#### What you have to do
Would you reproduce the entries exactly, including every line?
################
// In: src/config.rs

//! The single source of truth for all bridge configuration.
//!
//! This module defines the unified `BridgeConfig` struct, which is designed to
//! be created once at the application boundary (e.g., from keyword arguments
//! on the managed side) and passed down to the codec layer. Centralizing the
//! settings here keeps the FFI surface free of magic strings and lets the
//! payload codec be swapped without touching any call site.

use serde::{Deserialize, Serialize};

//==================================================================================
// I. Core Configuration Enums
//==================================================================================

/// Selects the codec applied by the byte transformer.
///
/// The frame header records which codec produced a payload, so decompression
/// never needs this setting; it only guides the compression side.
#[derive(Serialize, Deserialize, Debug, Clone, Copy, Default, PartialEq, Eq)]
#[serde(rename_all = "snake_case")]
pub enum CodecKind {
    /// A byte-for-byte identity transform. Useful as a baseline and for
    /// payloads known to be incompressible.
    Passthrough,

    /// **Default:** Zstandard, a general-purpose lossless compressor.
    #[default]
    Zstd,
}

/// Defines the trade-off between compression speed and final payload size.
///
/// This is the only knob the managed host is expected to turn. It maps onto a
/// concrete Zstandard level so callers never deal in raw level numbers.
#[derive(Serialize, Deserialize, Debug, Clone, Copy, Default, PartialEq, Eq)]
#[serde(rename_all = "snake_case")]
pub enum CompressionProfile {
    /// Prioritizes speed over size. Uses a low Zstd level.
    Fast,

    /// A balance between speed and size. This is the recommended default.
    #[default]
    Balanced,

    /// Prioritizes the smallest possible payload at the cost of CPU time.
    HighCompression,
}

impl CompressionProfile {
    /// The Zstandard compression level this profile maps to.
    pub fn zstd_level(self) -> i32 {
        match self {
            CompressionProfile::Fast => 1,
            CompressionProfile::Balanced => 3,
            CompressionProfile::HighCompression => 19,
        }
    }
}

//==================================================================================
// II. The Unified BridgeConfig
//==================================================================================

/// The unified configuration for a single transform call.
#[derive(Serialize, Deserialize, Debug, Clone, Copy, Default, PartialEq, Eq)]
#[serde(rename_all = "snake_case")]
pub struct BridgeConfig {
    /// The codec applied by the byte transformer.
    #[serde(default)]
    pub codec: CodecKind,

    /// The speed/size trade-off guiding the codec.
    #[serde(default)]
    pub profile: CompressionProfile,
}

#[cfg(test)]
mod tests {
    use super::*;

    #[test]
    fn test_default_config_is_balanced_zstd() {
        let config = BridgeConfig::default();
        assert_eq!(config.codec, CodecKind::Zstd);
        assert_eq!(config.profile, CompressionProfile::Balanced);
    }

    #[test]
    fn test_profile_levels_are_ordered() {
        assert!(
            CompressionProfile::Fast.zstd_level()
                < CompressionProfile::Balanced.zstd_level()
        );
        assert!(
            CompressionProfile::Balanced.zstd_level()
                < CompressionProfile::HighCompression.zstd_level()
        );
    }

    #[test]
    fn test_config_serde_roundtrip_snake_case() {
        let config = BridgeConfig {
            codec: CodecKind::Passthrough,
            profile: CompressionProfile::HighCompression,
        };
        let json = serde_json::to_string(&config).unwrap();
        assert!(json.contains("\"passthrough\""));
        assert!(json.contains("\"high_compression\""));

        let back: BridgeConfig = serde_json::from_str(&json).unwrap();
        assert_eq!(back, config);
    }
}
################
#### Response box
// In: src/config.rs

//! The single source of truth for all bridge configuration.
//!
//! This module defines the unified `BridgeConfig` struct, which is designed to
//! be created once at the application boundary (e.g., from keyword arguments
//! on the managed side) and passed down to the codec layer. Centralizing the
//! settings here keeps the FFI surface free of magic strings and lets the
//! payload codec be swapped without touching any call site.

use serde::{Deserialize, Serialize};

//==================================================================================
// I. Core Configuration Enums
//==================================================================================

/// Selects the codec applied by the byte transformer.
///
/// The frame header records which codec produced a payload, so decompression
/// never needs this setting; it only guides the compression side.
#[derive(Serialize, Deserialize, Debug, Clone, Copy, Default, PartialEq, Eq)]
#[serde(rename_all = "snake_case")]
pub enum CodecKind {
    /// A byte-for-byte identity transform. Useful as a baseline and for
    /// payloads known to be incompressible.
    Passthrough,

    /// **Default:** Zstandard, a general-purpose lossless compressor.
    #[default]
    Zstd,
}

/// Defines the trade-off between compression speed and final payload size.
///
/// This is the only knob the managed host is expected to turn. It maps onto a
/// concrete Zstandard level so callers never deal in raw level numbers.
#[derive(Serialize, Deserialize, Debug, Clone, Copy, Default, PartialEq, Eq)]
#[serde(rename_all = "snake_case")]
pub enum CompressionProfile {
    /// Prioritizes speed over size. Uses a low Zstd level.
    Fast,

    /// A balance between speed and size. This is the recommended default.
    #[default]
    Balanced,

    /// Prioritizes the smallest possible payload at the cost of CPU time.
    HighCompression,
}

impl CompressionProfile {
    /// The Zstandard compression level this profile maps to.
    pub fn zstd_level(self) -> i32 {
        match self {
            CompressionProfile::Fast => 1,
            CompressionProfile::Balanced => 3,
            CompressionProfile::HighCompression => 19,
        }
    }
}

//==================================================================================
// II. The Unified BridgeConfig
//==================================================================================

/// The unified configuration for a single transform call.
#[derive(Serialize, Deserialize, Debug, Clone, Copy, Default, PartialEq, Eq)]
#[serde(rename_all = "snake_case")]
pub struct BridgeConfig {
    /// The codec applied by the byte transformer.
    #[serde(default)]
    pub codec: CodecKind,

    /// The speed/size trade-off guiding the codec.
    #[serde(default)]
    pub profile: CompressionProfile,
}

#[cfg(test)]
mod tests {
    use super::*;

    #[test]
    fn test_default_config_is_balanced_zstd() {
        let config = BridgeConfig::default();
        assert_eq!(config.codec, CodecKind::Zstd);
        assert_eq!(config.profile, CompressionProfile::Balanced);
    }

    #[test]
    fn test_profile_levels_are_ordered() {
        assert!(
            CompressionProfile::Fast.zstd_level()
                < CompressionProfile::Balanced.zstd_level()
        );
        assert!(
            CompressionProfile::Balanced.zstd_level()
                < CompressionProfile::HighCompression.zstd_level()
        );
    }

    #[test]
    fn test_config_serde_roundtrip_snake_case() {
        let config = BridgeConfig {
            codec: CodecKind::Passthrough,
            profile: CompressionProfile::HighCompression,
        };
        let json = serde_json::to_string(&config).unwrap();
        assert!(json.contains("\"passthrough\""));
        assert!(json.contains("\"high_compression\""));

        let back: BridgeConfig = serde_json::from_str(&json).unwrap();
        assert_eq!(back, config);
    }
}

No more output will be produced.